— What you should do —
The output should be the line containing "all committed balances." and every later line of the records, exactly as written, and nothing else.

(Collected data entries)
::::::::

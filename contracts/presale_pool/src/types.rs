//! # Types
//!
//! Shared data structures used across all modules of the presale pool.
//!
//! ## Design decisions
//!
//! ### Lifecycle as a Finite-State Machine
//!
//! [`PoolState`] enforces a strict forward-only lifecycle:
//!
//! ```text
//! Open ──► Paid
//!   └────► Failed
//! ```
//!
//! `Paid` and `Failed` are terminal. There is no transition out of either,
//! and every mutating entry point declares the states in which it is legal.
//!
//! ### Committed vs. remaining
//!
//! A contributor's held balance is partitioned into two buckets:
//!
//! - `contribution` — counted toward the pool total and the eventual payout.
//! - `remaining` — held but not committed: the part above a cap, below the
//!   minimum, or belonging to an evicted address. Refundable at will before
//!   the pool is `Paid`.
//!
//! The partition is recomputed by the [`crate::ledger`] module whenever the
//! contributor deposits, the operator changes settings, or the whitelist
//! changes. Funds are never bounced for exceeding a cap; the excess simply
//! parks in `remaining`.

use soroban_sdk::{contracttype, Address};

/// Current lifecycle state of the pool.
#[contracttype]
#[derive(Clone, Debug, Eq, PartialEq)]
pub enum PoolState {
    /// Accepting deposits, settings changes, and refunds of `remaining`.
    Open,
    /// Operator aborted the pool; every balance is refundable in full.
    Failed,
    /// Committed funds were paid out; only full withdrawals remain.
    Paid,
}

/// Caps applied to contributions, replaceable by the operator while `Open`.
///
/// Invariant (checked on every write): `0 <= min_contribution <=
/// max_contribution <= max_pool_balance`.
#[contracttype]
#[derive(Clone, Debug, Eq, PartialEq)]
pub struct ContributionSettings {
    /// A committed balance below this is disqualified entirely.
    pub min_contribution: i128,
    /// Per-contributor ceiling on the committed balance.
    pub max_contribution: i128,
    /// Aggregate ceiling on the sum of all committed balances.
    pub max_pool_balance: i128,
}

/// Per-contributor ledger entry. Created lazily on first deposit, never
/// deleted, only zeroed by that contributor's own withdrawals.
#[contracttype]
#[derive(Clone, Debug, Eq, PartialEq)]
pub struct ContributorBalance {
    /// Portion committed toward the pool total and the payout.
    pub contribution: i128,
    /// Portion held but not committed; refundable.
    pub remaining: i128,
}

impl ContributorBalance {
    pub fn zero() -> Self {
        ContributorBalance {
            contribution: 0,
            remaining: 0,
        }
    }

    /// Total funds the pool holds for this contributor.
    pub fn held(&self) -> i128 {
        self.contribution + self.remaining
    }
}

/// Record of the single payout, written exactly once when the pool
/// transitions to `Paid`. Immutable thereafter.
#[contracttype]
#[derive(Clone, Debug, Eq, PartialEq)]
pub struct PayoutRecord {
    /// Address the net payout was sent to.
    pub recipient: Address,
    /// Net amount forwarded (pool total minus fee).
    pub amount: i128,
    /// Fee forwarded to the fee manager.
    pub fee: i128,
}

impl PayoutRecord {
    /// The committed pool total at the moment of payout. Denominator for
    /// pro-rata refund shares.
    pub fn pool_total(&self) -> i128 {
        self.amount + self.fee
    }
}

::::::::

— Solution for this task —
    /// Aggregate ceiling on the sum of all committed balances.
    pub max_pool_balance: i128,
}

/// Per-contributor ledger entry. Created lazily on first deposit, never
/// deleted, only zeroed by that contributor's own withdrawals.
#[contracttype]
#[derive(Clone, Debug, Eq, PartialEq)]
pub struct ContributorBalance {
    /// Portion committed toward the pool total and the payout.
    pub contribution: i128,
    /// Portion held but not committed; refundable.
    pub remaining: i128,
}

impl ContributorBalance {
    pub fn zero() -> Self {
        ContributorBalance {
            contribution: 0,
            remaining: 0,
        }
    }

    /// Total funds the pool holds for this contributor.
    pub fn held(&self) -> i128 {
        self.contribution + self.remaining
    }
}

/// Record of the single payout, written exactly once when the pool
/// transitions to `Paid`. Immutable thereafter.
#[contracttype]
#[derive(Clone, Debug, Eq, PartialEq)]
pub struct PayoutRecord {
    /// Address the net payout was sent to.
    pub recipient: Address,
    /// Net amount forwarded (pool total minus fee).
    pub amount: i128,
    /// Fee forwarded to the fee manager.
    pub fee: i128,
}

impl PayoutRecord {
    /// The committed pool total at the moment of payout. Denominator for
    /// pro-rata refund shares.
    pub fn pool_total(&self) -> i128 {
        self.amount + self.fee
    }
}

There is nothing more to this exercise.